Goal of the exercise: Filter out all lines without the word "summary" from the data below, please, and copy the rest.

Data to examine:
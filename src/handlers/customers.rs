// src/handlers/customers.rs

use axum::{
    extract::{OriginalUri, Path, Query, State},
    http::StatusCode,
    response::IntoResponse,
    Json,
};
use validator::Validate;

use crate::{
    common::{error::AppError, pagination::Paginated},
    config::AppState,
    handlers::{paginated, JsonBody},
    middleware::auth::AuthenticatedUser,
    models::customer::{CreateCustomerPayload, CustomerFilters, CustomerResource, UpdateCustomerPayload},
};

#[utoipa::path(
    get,
    path = "/api/v1/customers",
    tag = "Customers",
    params(CustomerFilters),
    responses(
        (status = 200, description = "Clientes visíveis para quem chamou", body = Paginated<CustomerResource>)
    ),
    security(("api_jwt" = []))
)]
pub async fn index(
    State(app_state): State<AppState>,
    AuthenticatedUser(session): AuthenticatedUser,
    uri: OriginalUri,
    Query(filters): Query<CustomerFilters>,
) -> Result<Json<Paginated<CustomerResource>>, AppError> {
    let page = app_state.customer_service.list(&session.caller, &filters).await?;
    Ok(Json(paginated(page, &uri)))
}

#[utoipa::path(
    post,
    path = "/api/v1/customers",
    tag = "Customers",
    request_body = CreateCustomerPayload,
    responses(
        (status = 201, description = "Cliente criado", body = CustomerResource),
        (status = 403, description = "Usuário sem empresa"),
        (status = 422, description = "Dados inválidos ou telefone/e-mail já em uso")
    ),
    security(("api_jwt" = []))
)]
pub async fn store(
    State(app_state): State<AppState>,
    AuthenticatedUser(session): AuthenticatedUser,
    JsonBody(payload): JsonBody<CreateCustomerPayload>,
) -> Result<impl IntoResponse, AppError> {
    payload.validate()?;

    let customer = app_state.customer_service.create(&session.caller, &payload).await?;
    Ok((StatusCode::CREATED, Json(customer)))
}

#[utoipa::path(
    get,
    path = "/api/v1/customers/{id}",
    tag = "Customers",
    params(("id" = i64, Path, description = "ID do cliente")),
    responses(
        (status = 200, description = "Cliente", body = CustomerResource),
        (status = 403, description = "Cliente de outra empresa"),
        (status = 404, description = "Cliente não encontrado")
    ),
    security(("api_jwt" = []))
)]
pub async fn show(
    State(app_state): State<AppState>,
    AuthenticatedUser(session): AuthenticatedUser,
    Path(id): Path<i64>,
) -> Result<Json<CustomerResource>, AppError> {
    Ok(Json(app_state.customer_service.show(&session.caller, id).await?))
}

#[utoipa::path(
    put,
    path = "/api/v1/customers/{id}",
    tag = "Customers",
    params(("id" = i64, Path, description = "ID do cliente")),
    request_body = UpdateCustomerPayload,
    responses(
        (status = 200, description = "Cliente atualizado", body = CustomerResource),
        (status = 403, description = "Cliente de outra empresa"),
        (status = 404, description = "Cliente não encontrado"),
        (status = 422, description = "Dados inválidos ou telefone/e-mail já em uso")
    ),
    security(("api_jwt" = []))
)]
pub async fn update(
    State(app_state): State<AppState>,
    AuthenticatedUser(session): AuthenticatedUser,
    Path(id): Path<i64>,
    JsonBody(payload): JsonBody<UpdateCustomerPayload>,
) -> Result<Json<CustomerResource>, AppError> {
    payload.validate()?;

    let customer = app_state.customer_service.update(&session.caller, id, &payload).await?;
    Ok(Json(customer))
}

// Super-Admin apaga o cliente; os demais só desvinculam da própria empresa.
#[utoipa::path(
    delete,
    path = "/api/v1/customers/{id}",
    tag = "Customers",
    params(("id" = i64, Path, description = "ID do cliente")),
    responses(
        (status = 204, description = "Cliente removido ou desvinculado"),
        (status = 403, description = "Cliente de outra empresa"),
        (status = 404, description = "Cliente não encontrado")
    ),
    security(("api_jwt" = []))
)]
pub async fn destroy(
    State(app_state): State<AppState>,
    AuthenticatedUser(session): AuthenticatedUser,
    Path(id): Path<i64>,
) -> Result<StatusCode, AppError> {
    app_state.customer_service.delete(&session.caller, id).await?;
    Ok(StatusCode::NO_CONTENT)
}
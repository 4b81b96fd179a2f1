pub mod auth;
pub mod call_report_service;
pub mod company_service;
pub mod customer_service;
pub mod policy;
pub mod rbac_service;
pub mod service_type_service;
pub mod user_service;

pub use call_report_service::CallReportService;
pub use company_service::CompanyService;
pub use customer_service::CustomerService;
pub use rbac_service::RbacService;
pub use service_type_service::ServiceTypeService;
pub use user_service::UserService;
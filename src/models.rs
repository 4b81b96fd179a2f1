pub mod auth;
pub mod call_report;
pub mod company;
pub mod customer;
pub mod rbac;
pub mod service_type;
pub mod user;

use serde::{Deserialize, Deserializer};

/// Distingue campo ausente (`None`) de campo enviado como `null` (`Some(None)`).
/// Usar junto com `#[serde(default)]`.
pub(crate) fn double_option<'de, T, D>(de: D) -> Result<Option<Option<T>>, D::Error>
where
    T: Deserialize<'de>,
    D: Deserializer<'de>,
{
    Deserialize::deserialize(de).map(Some)
}

/// Apara espaços antes da validação, para que "   " caia no `length(min = 1)`.
pub(crate) fn trimmed<'de, D>(de: D) -> Result<String, D::Error>
where
    D: Deserializer<'de>,
{
    String::deserialize(de).map(|s| s.trim().to_string())
}

/// Como `trimmed`, para campos opcionais. Usar junto com `#[serde(default)]`.
pub(crate) fn trimmed_option<'de, D>(de: D) -> Result<Option<String>, D::Error>
where
    D: Deserializer<'de>,
{
    Option::<String>::deserialize(de).map(|v| v.map(|s| s.trim().to_string()))
}
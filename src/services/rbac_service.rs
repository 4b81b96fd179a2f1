// src/services/rbac_service.rs

use crate::common::error::AppError;
use crate::db::RbacRepository;
use crate::models::{
    auth::Caller,
    rbac::{RoleDetail, RolePermissionsResponse, RoleWithCount},
};
use crate::services::policy::{perms, require_permission};

#[derive(Clone)]
pub struct RbacService {
    repo: RbacRepository,
}

impl RbacService {
    pub fn new(repo: RbacRepository) -> Self {
        Self { repo }
    }

    pub async fn list_roles(&self, caller: &Caller) -> Result<Vec<RoleWithCount>, AppError> {
        require_permission(caller, perms::MANAGE_ROLES).into_result()?;
        self.repo.list_roles_with_counts().await
    }

    pub async fn show_role(&self, caller: &Caller, role_id: i64) -> Result<RoleDetail, AppError> {
        require_permission(caller, perms::MANAGE_ROLES).into_result()?;

        let role = self.repo.find_role(role_id).await?.ok_or(AppError::NotFound("Cargo"))?;
        let permissions = self.repo.role_permission_names(role.id).await?;

        Ok(RoleDetail { role: role.name, permissions })
    }

    /// Conceder duas vezes não é erro.
    pub async fn assign_permission(
        &self,
        caller: &Caller,
        role_id: i64,
        permission_name: &str,
    ) -> Result<RolePermissionsResponse, AppError> {
        require_permission(caller, perms::MANAGE_ROLES).into_result()?;

        let role = self.repo.find_role(role_id).await?.ok_or(AppError::NotFound("Cargo"))?;
        let permission = self.find_permission(permission_name).await?;

        self.repo.grant_to_role(role.id, permission.id).await?;
        tracing::info!(role = %role.name, permission = %permission.name, "Permissão concedida ao cargo");

        Ok(RolePermissionsResponse {
            message: "Permissão concedida com sucesso.".into(),
            permissions: self.repo.role_permission_names(role.id).await?,
        })
    }

    /// 400 quando o cargo não tem a permissão.
    pub async fn revoke_permission(
        &self,
        caller: &Caller,
        role_id: i64,
        permission_name: &str,
    ) -> Result<RolePermissionsResponse, AppError> {
        require_permission(caller, perms::MANAGE_ROLES).into_result()?;

        let role = self.repo.find_role(role_id).await?.ok_or(AppError::NotFound("Cargo"))?;
        let permission = self.find_permission(permission_name).await?;

        if !self.repo.revoke_from_role(role.id, permission.id).await? {
            return Err(AppError::BadRequest("O cargo não possui esta permissão.".into()));
        }
        tracing::info!(role = %role.name, permission = %permission.name, "Permissão revogada do cargo");

        Ok(RolePermissionsResponse {
            message: "Permissão revogada com sucesso.".into(),
            permissions: self.repo.role_permission_names(role.id).await?,
        })
    }

    pub async fn list_permission_names(&self, caller: &Caller) -> Result<Vec<String>, AppError> {
        require_permission(caller, perms::MANAGE_PERMS).into_result()?;

        let permissions = self.repo.list_permissions().await?;
        Ok(permissions.into_iter().map(|p| p.name).collect())
    }

    async fn find_permission(&self, name: &str) -> Result<crate::models::rbac::Permission, AppError> {
        self.repo
            .find_permission_by_name(name.trim())
            .await?
            .ok_or_else(|| AppError::field("permission_name", "A permissão informada não existe."))
    }
}
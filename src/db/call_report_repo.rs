// src/db/call_report_repo.rs

use chrono::{DateTime, Utc};
use serde_json::Value;
use sqlx::{Executor, PgConnection, PgPool, Postgres, QueryBuilder};

use crate::{
    common::{
        db_utils::push_search,
        error::AppError,
        pagination::{Page, PageRequest},
    },
    db::CompanyScope,
    models::call_report::{CallReport, CallReportFilters, CallReportRow, CallReportState},
};

const ROW_COLUMNS: &str = "\
    cr.id, cr.company_id, cr.customer_id, cr.summary, cr.conversation, cr.metadata, \
    cr.state, cr.created_at, cr.updated_at, \
    cu.phone AS customer_phone, cu.name AS customer_name, cu.lastname AS customer_lastname, \
    cu.email AS customer_email, cu.created_at AS customer_created_at, cu.updated_at AS customer_updated_at, \
    co.name AS company_name, co.created_at AS company_created_at, co.updated_at AS company_updated_at";

const ROW_FROM: &str = "\
    FROM call_reports cr \
    JOIN customers cu ON cu.id = cr.customer_id \
    JOIN companies co ON co.id = cr.company_id";

/// Campos de um relatório novo. `created_at = None` usa o relógio do banco.
#[derive(Debug, Clone, Copy)]
pub struct NewCallReport<'a> {
    pub company_id: i64,
    pub customer_id: i64,
    pub summary: &'a str,
    pub conversation: &'a Value,
    pub metadata: Option<&'a Value>,
    pub state: CallReportState,
    pub created_at: Option<DateTime<Utc>>,
}

/// SELECT (ou COUNT) da listagem, já com escopo de empresa e filtros.
pub(crate) fn call_report_list_query<'a>(
    select: &str,
    scope: CompanyScope,
    filters: &CallReportFilters,
) -> QueryBuilder<'a, Postgres> {
    let mut qb = QueryBuilder::new(format!("SELECT {} {} WHERE TRUE", select, ROW_FROM));

    match scope {
        CompanyScope::Unrestricted => {}
        CompanyScope::Only(company_id) => {
            qb.push(" AND cr.company_id = ").push_bind(company_id);
        }
        CompanyScope::Nothing => {
            qb.push(" AND FALSE");
        }
    }

    if let Some(state) = filters.state {
        qb.push(" AND cr.state = ").push_bind(state);
    }

    // Datas inclusivas: compara só o dia (UTC) de criação
    if let Some(from) = filters.date_from {
        qb.push(" AND (cr.created_at AT TIME ZONE 'UTC')::date >= ").push_bind(from);
    }
    if let Some(to) = filters.date_to {
        qb.push(" AND (cr.created_at AT TIME ZONE 'UTC')::date <= ").push_bind(to);
    }

    if let Some(term) = filters.search.as_deref() {
        push_search(
            &mut qb,
            &["cr.summary", "cu.phone", "cu.name", "cu.lastname", "cu.email"],
            term,
        );
    }

    qb
}

#[derive(Clone)]
pub struct CallReportRepository {
    pool: PgPool,
}

impl CallReportRepository {
    pub fn new(pool: PgPool) -> Self {
        Self { pool }
    }

    pub async fn list(
        &self,
        scope: CompanyScope,
        filters: &CallReportFilters,
        request: PageRequest,
    ) -> Result<Page<CallReportRow>, AppError> {
        let total: i64 = call_report_list_query("COUNT(*)", scope, filters)
            .build_query_scalar::<i64>()
            .fetch_one(&self.pool)
            .await?;

        let mut qb = call_report_list_query(ROW_COLUMNS, scope, filters);
        qb.push(" ORDER BY cr.created_at DESC, cr.id DESC LIMIT ")
            .push_bind(request.limit())
            .push(" OFFSET ")
            .push_bind(request.offset());

        let items = qb.build_query_as::<CallReportRow>().fetch_all(&self.pool).await?;

        Ok(Page { items, total, request })
    }

    pub async fn find_row(&self, id: i64) -> Result<Option<CallReportRow>, AppError> {
        let row = sqlx::query_as::<_, CallReportRow>(&format!(
            "SELECT {} {} WHERE cr.id = $1",
            ROW_COLUMNS, ROW_FROM
        ))
        .bind(id)
        .fetch_optional(&self.pool)
        .await?;

        Ok(row)
    }

    pub async fn create(&self, conn: &mut PgConnection, new: NewCallReport<'_>) -> Result<CallReport, AppError> {
        let report = sqlx::query_as::<_, CallReport>(
            r#"
            INSERT INTO call_reports (company_id, customer_id, summary, conversation, metadata, state, created_at)
            VALUES ($1, $2, $3, $4, $5, $6, COALESCE($7, NOW()))
            RETURNING id, company_id, customer_id, summary, conversation, metadata, state, created_at, updated_at
            "#,
        )
        .bind(new.company_id)
        .bind(new.customer_id)
        .bind(new.summary)
        .bind(new.conversation)
        .bind(new.metadata)
        .bind(new.state)
        .bind(new.created_at)
        .fetch_one(conn)
        .await?;

        Ok(report)
    }

    pub async fn attach_service_types<'e, E>(
        &self,
        executor: E,
        call_report_id: i64,
        service_type_ids: &[i64],
    ) -> Result<(), AppError>
    where
        E: Executor<'e, Database = Postgres>,
    {
        sqlx::query(
            r#"
            INSERT INTO call_report_service_type (call_report_id, service_type_id)
            SELECT $1, unnest($2::bigint[])
            ON CONFLICT (call_report_id, service_type_id) DO NOTHING
            "#,
        )
        .bind(call_report_id)
        .bind(service_type_ids)
        .execute(executor)
        .await?;

        Ok(())
    }
}
// src/middleware/auth.rs

use std::sync::Arc;

use axum::{
    extract::{FromRequestParts, Request, State},
    http::{request::Parts, HeaderMap},
    middleware::Next,
    response::Response,
};
use axum_extra::headers::{authorization::Bearer, Authorization, HeaderMapExt};

use crate::{common::error::AppError, config::AppState, services::auth::Session};

/// Token do cabeçalho `Authorization: Bearer ...`. Cabeçalho malformado conta como ausente.
pub(crate) fn bearer_token(headers: &HeaderMap) -> Option<String> {
    headers
        .typed_get::<Authorization<Bearer>>()
        .map(|auth| auth.token().to_string())
}

// O middleware em si: valida o token e guarda a sessão nos "extensions"
pub async fn auth_guard(
    State(app_state): State<AppState>,
    mut request: Request,
    next: Next,
) -> Result<Response, AppError> {
    let token = bearer_token(request.headers()).ok_or(AppError::InvalidToken)?;

    let session = app_state.auth_service.validate_token(&token).await?;
    tracing::debug!(user_id = session.user.id, "Requisição autenticada");

    request.extensions_mut().insert(AuthenticatedUser(Arc::new(session)));
    Ok(next.run(request).await)
}

// Extrator para obter a sessão autenticada diretamente nos handlers
#[derive(Debug, Clone)]
pub struct AuthenticatedUser(pub Arc<Session>);

impl<S> FromRequestParts<S> for AuthenticatedUser
where
    S: Send + Sync,
{
    type Rejection = AppError;

    async fn from_request_parts(parts: &mut Parts, _state: &S) -> Result<Self, Self::Rejection> {
        parts
            .extensions
            .get::<AuthenticatedUser>()
            .cloned()
            .ok_or(AppError::InvalidToken)
    }
}

#[cfg(test)]
mod tests {
    use super::*;
    use axum::http::{header::AUTHORIZATION, HeaderValue};

    fn headers(value: &'static str) -> HeaderMap {
        let mut headers = HeaderMap::new();
        headers.insert(AUTHORIZATION, HeaderValue::from_static(value));
        headers
    }

    #[test]
    fn bearer_token_is_extracted() {
        assert_eq!(bearer_token(&headers("Bearer abc.def")).as_deref(), Some("abc.def"));
    }

    #[test]
    fn other_schemes_and_missing_header_are_ignored() {
        assert_eq!(bearer_token(&headers("Basic dXNlcjpwYXNz")), None);
        assert_eq!(bearer_token(&HeaderMap::new()), None);
    }
}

Result of the task:
    cr.id, cr.company_id, cr.customer_id, cr.summary, cr.conversation, cr.metadata, \
    pub summary: &'a str,
            &["cr.summary", "cu.phone", "cu.name", "cu.lastname", "cu.email"],
            INSERT INTO call_reports (company_id, customer_id, summary, conversation, metadata, state, created_at)
            RETURNING id, company_id, customer_id, summary, conversation, metadata, state, created_at, updated_at
        .bind(new.summary)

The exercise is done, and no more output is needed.